Speaking exclusively to, he said: "Everywhere you turn on the phone or watch TV, you see this misinformation – false news – this need to keep the truth away from people.

" And c & # 39 It is a very sophisticated system that prevents the truth from reaching people, so when you go to Google and look for something, the first few pages are there because they have a high SEO or pay per click ranking – it's all about who paid the most for get on top of these listings. "

added:" Like a virus, this misinformati

"Before you get to any possibility of truth, you have already spread an illness."

The thirty-five cryptocurrency and pioneer of cross-border trade is preparing to launch a new concerted campaign against the modern scourge of misinformation with its special company Dadiani Syndicate, which uses blockchain technology to unlock viable commercial routes.

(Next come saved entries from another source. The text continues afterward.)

//! Metering and billing
//!
//! Prints billed costs and billable usage for a service instance, its L1
//! entity, and optionally an L2 entity and a service group.

use super::{connect, report_failure};
use crate::report::{cell, Table};
use crate::vchs::auth::Credentials;
use crate::vchs::http::Transport;
use crate::vchs::usage::UsageReport;
use crate::vchs::{billing, metering, ApiClient, Result as ApiResult};
use anyhow::Result;
use std::io::Write;

#[derive(Debug, Clone, Default)]
pub struct MeteringAndBillingOptions {
    pub service_instance_id: String,
    pub l1_id: String,
    pub l2_id: Option<String>,
    pub service_group_id: Option<String>,
}

pub async fn run<T: Transport, W: Write>(
    client: &ApiClient<T>,
    credentials: &Credentials,
    options: &MeteringAndBillingOptions,
    out: &mut W,
) -> Result<()> {
    let token = connect(client, credentials, out).await?;
    let host = credentials.host.as_str();
    let sid = options.service_instance_id.as_str();

    let billed = billing::l1_billed_usage(client, host, &token, sid, &options.l1_id).await;
    write_section(out, "Billed usage for L1", billed, write_cost_table)?;

    let usage = metering::billable_usage(client, host, &token, sid).await;
    write_section(out, "Billable usage", usage, write_usage_tables)?;

    if let Some(l2_id) = options.l2_id.as_deref() {
        let billed = billing::l2_billed_usage(client, host, &token, sid, l2_id).await;
        write_section(out, "Billed usage for L2", billed, write_cost_table)?;

        let usage = metering::l2_billable_usage(client, host, &token, sid, l2_id).await;
        write_section(out, "Billable usage for L2", usage, write_usage_tables)?;
    }

    if let Some(group_id) = options.service_group_id.as_deref() {
        let billed = billing::billed_costs(client, host, &token, group_id).await;
        write_section(out, "Billed costs", billed, write_cost_table)?;

        let costs = metering::billable_costs(client, host, &token, group_id).await;
        write_section(out, "Billable costs", costs, write_cost_table)?;
    }

    Ok(())
}

fn write_section<W: Write>(
    out: &mut W,
    what: &str,
    report: ApiResult<UsageReport>,
    write: fn(&mut W, &UsageReport) -> Result<()>,
) -> Result<()> {
    match report {
        Ok(report) => write(out, &report),
        Err(e) => report_failure(out, what, &e),
    }
}

/// One row per billable line across all entities
pub fn write_cost_table<W: Write>(out: &mut W, report: &UsageReport) -> Result<()> {
    if report.entity.is_empty() {
        return Ok(());
    }

    let table = Table::new(&[
        ("Name", 38),
        ("Amount", 30),
        ("Currency", 20),
        ("Rate", 20),
        ("Unit", 20),
    ]);
    table.write_header(out)?;
    for bill in report.entity.iter().flat_map(|e| e.billables()) {
        table.write_row(
            out,
            &[
                &bill.name,
                &cell(&bill.cost),
                &cell(&bill.currency),
                &cell(&bill.rate),
                &cell(&bill.unit),
            ],
        )?;
    }
    writeln!(out)?;
    Ok(())
}

/// Entity rows, each followed by its billable lines
pub fn write_usage_tables<W: Write>(out: &mut W, report: &UsageReport) -> Result<()> {
    if report.entity.is_empty() {
        return Ok(());
    }

    let entities = Table::new(&[("Name", 38), ("Type", 30)]);
    let lines = Table::new(&[
        ("Name", 40),
        ("Cost", 20),
        ("Rate", 20),
        ("Usage", 20),
        ("Unit", 20),
        ("Currency", 20),
    ]);

    entities.write_header(out)?;
    for entity in &report.entity {
        entities.write_row(out, &[&entity.name, &cell(&entity.entity_type)])?;

        let billables = entity.billables();
        if billables.is_empty() {
            continue;
        }
        lines.write_header(out)?;
        for billable in billables {
            lines.write_row(
                out,
                &[
                    &billable.name,
                    &cell(&billable.cost),
                    &cell(&billable.rate),
                    &cell(&billable.usage),
                    &cell(&billable.unit),
                    &cell(&billable.currency),
                ],
            )?;
        }
    }
    writeln!(out)?;
    Ok(())
}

Ms Dadiani hopes to crowdfund the app – Bubblr – through initial money supply, source of cryptocurrency for start-ups.

The entrepreneur of the cryptocurrency argued that recent events had revealed to what extent personal data were actively extracted, traded and profiled for the purpose of striking and influencing unconscious individuals.

He said: "Bubblr is an extremely timely leverage force that understands these problems and has the patented technology to solve them.

" That's all that Google should have been. "

The project's launch comes to light The recent research by MIT of the University of the United States shows that fake news spreads more prolifically online than the actual news, with false news 70% more likely to be retweeted than the valid ones.

In the United Kingdom last month, July 20, a rumor that the Queen's husband, Prince Philip, who died, began to gain ground through the Internet.

The murmurs began with a misleading post on Facebook and quickly descended into social media and internet files.

Writing in The Guardian, at the beginning of this month The chairman of the Digital, Culture, Media and Sports Committee Damian Collins spoke about the imp ortanza to face false news.

He said: "If Silicon Valley will not stop the false news, we will do it."

He added: "We live in a world where people increasingly see social media not just as a gateway to the Internet, but as a major source of news.